• EXERCISE OBJECTIVE:
Only these lines of the data below are wanted: the one with "filename crates/datapup-daemon/src/obs/mod.rs", the one with "let mut parts", and any lines between them, each repeated exactly.

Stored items
◆ ◆ ◆
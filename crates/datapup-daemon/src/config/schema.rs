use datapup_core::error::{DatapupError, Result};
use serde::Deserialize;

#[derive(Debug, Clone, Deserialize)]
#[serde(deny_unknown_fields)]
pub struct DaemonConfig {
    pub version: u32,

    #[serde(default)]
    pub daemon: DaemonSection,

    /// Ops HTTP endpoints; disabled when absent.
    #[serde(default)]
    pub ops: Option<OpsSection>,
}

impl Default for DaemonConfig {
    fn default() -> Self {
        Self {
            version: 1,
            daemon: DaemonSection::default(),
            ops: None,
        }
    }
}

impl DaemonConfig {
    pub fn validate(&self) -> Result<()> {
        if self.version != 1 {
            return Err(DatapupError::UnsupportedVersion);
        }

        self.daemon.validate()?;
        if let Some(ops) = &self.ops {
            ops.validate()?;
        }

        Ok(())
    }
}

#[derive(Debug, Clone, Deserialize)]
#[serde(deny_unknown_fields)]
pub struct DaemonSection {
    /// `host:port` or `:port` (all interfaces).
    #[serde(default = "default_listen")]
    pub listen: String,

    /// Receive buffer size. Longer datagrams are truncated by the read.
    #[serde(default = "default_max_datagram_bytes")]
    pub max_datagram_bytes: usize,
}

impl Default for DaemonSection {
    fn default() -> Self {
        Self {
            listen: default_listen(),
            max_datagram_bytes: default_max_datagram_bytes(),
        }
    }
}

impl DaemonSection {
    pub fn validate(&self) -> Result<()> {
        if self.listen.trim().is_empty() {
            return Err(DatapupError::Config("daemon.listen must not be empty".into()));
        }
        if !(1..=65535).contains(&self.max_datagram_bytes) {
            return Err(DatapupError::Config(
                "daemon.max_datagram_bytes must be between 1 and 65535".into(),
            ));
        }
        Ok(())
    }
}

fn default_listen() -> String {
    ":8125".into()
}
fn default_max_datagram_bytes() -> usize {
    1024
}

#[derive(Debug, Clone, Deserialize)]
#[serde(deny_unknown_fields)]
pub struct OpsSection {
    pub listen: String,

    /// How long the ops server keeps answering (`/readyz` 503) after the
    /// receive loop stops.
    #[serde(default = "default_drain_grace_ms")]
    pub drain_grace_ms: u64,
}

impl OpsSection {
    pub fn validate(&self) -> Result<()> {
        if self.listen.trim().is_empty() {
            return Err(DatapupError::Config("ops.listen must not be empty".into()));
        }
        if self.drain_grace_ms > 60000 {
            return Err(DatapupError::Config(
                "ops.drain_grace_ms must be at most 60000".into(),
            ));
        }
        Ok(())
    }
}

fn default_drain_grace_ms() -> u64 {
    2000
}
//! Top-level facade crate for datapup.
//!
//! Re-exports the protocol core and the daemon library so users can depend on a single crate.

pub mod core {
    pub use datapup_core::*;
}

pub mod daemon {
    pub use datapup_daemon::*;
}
◆ ◆ ◆
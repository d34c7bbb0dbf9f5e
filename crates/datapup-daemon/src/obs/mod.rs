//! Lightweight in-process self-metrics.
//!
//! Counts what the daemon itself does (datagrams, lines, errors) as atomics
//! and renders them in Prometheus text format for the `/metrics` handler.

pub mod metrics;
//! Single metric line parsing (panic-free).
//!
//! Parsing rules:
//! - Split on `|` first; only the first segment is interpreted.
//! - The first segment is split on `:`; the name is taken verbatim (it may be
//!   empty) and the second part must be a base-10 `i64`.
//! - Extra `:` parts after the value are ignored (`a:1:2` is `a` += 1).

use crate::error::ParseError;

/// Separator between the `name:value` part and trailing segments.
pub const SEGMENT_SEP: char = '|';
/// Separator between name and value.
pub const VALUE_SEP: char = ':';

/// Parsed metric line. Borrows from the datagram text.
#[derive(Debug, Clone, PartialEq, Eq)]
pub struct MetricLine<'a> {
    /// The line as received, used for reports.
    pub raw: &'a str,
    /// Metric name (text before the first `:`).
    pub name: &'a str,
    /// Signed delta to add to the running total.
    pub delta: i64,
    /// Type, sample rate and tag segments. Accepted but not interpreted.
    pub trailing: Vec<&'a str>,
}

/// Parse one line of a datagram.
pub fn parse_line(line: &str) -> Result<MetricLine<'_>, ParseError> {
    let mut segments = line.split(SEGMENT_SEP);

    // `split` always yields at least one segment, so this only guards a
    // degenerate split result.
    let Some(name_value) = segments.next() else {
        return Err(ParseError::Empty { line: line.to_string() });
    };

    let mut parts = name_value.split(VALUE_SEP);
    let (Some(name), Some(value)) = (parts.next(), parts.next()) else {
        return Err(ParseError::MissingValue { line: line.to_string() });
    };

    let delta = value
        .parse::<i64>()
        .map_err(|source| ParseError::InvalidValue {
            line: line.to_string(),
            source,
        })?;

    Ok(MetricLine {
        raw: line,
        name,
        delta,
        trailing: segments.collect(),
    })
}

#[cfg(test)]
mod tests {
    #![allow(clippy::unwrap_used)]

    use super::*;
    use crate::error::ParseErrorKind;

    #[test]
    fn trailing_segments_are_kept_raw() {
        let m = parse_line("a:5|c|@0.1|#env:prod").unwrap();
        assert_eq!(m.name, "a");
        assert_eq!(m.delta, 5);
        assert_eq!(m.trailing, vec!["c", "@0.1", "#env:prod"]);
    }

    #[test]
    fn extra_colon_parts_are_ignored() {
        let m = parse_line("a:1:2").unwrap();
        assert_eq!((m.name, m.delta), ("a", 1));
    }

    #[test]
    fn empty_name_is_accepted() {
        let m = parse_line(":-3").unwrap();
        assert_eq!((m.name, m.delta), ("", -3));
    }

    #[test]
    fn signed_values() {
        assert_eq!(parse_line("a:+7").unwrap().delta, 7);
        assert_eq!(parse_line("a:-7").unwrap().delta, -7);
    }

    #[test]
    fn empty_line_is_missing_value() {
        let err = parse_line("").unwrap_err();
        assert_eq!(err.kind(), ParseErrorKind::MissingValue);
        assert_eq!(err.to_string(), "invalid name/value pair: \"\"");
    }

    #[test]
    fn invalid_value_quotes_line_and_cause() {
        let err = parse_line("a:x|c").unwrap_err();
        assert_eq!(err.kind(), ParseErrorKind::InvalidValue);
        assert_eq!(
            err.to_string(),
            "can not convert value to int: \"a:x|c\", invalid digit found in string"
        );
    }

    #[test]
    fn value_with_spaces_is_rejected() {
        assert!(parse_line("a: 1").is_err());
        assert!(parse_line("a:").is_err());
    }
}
◆ ◆ ◆
• COMPLETED EXERCISE:
filename crates/datapup-daemon/src/obs/mod.rs
//! Lightweight in-process self-metrics.
//!
//! Counts what the daemon itself does (datagrams, lines, errors) as atomics
//! and renders them in Prometheus text format for the `/metrics` handler.

pub mod metrics;
//! Single metric line parsing (panic-free).
//!
//! Parsing rules:
//! - Split on `|` first; only the first segment is interpreted.
//! - The first segment is split on `:`; the name is taken verbatim (it may be
//!   empty) and the second part must be a base-10 `i64`.
//! - Extra `:` parts after the value are ignored (`a:1:2` is `a` += 1).

use crate::error::ParseError;

/// Separator between the `name:value` part and trailing segments.
pub const SEGMENT_SEP: char = '|';
/// Separator between name and value.
pub const VALUE_SEP: char = ':';

/// Parsed metric line. Borrows from the datagram text.
#[derive(Debug, Clone, PartialEq, Eq)]
pub struct MetricLine<'a> {
    /// The line as received, used for reports.
    pub raw: &'a str,
    /// Metric name (text before the first `:`).
    pub name: &'a str,
    /// Signed delta to add to the running total.
    pub delta: i64,
    /// Type, sample rate and tag segments. Accepted but not interpreted.
    pub trailing: Vec<&'a str>,
}

/// Parse one line of a datagram.
pub fn parse_line(line: &str) -> Result<MetricLine<'_>, ParseError> {
    let mut segments = line.split(SEGMENT_SEP);

    // `split` always yields at least one segment, so this only guards a
    // degenerate split result.
    let Some(name_value) = segments.next() else {
        return Err(ParseError::Empty { line: line.to_string() });
    };

    let mut parts = name_value.split(VALUE_SEP);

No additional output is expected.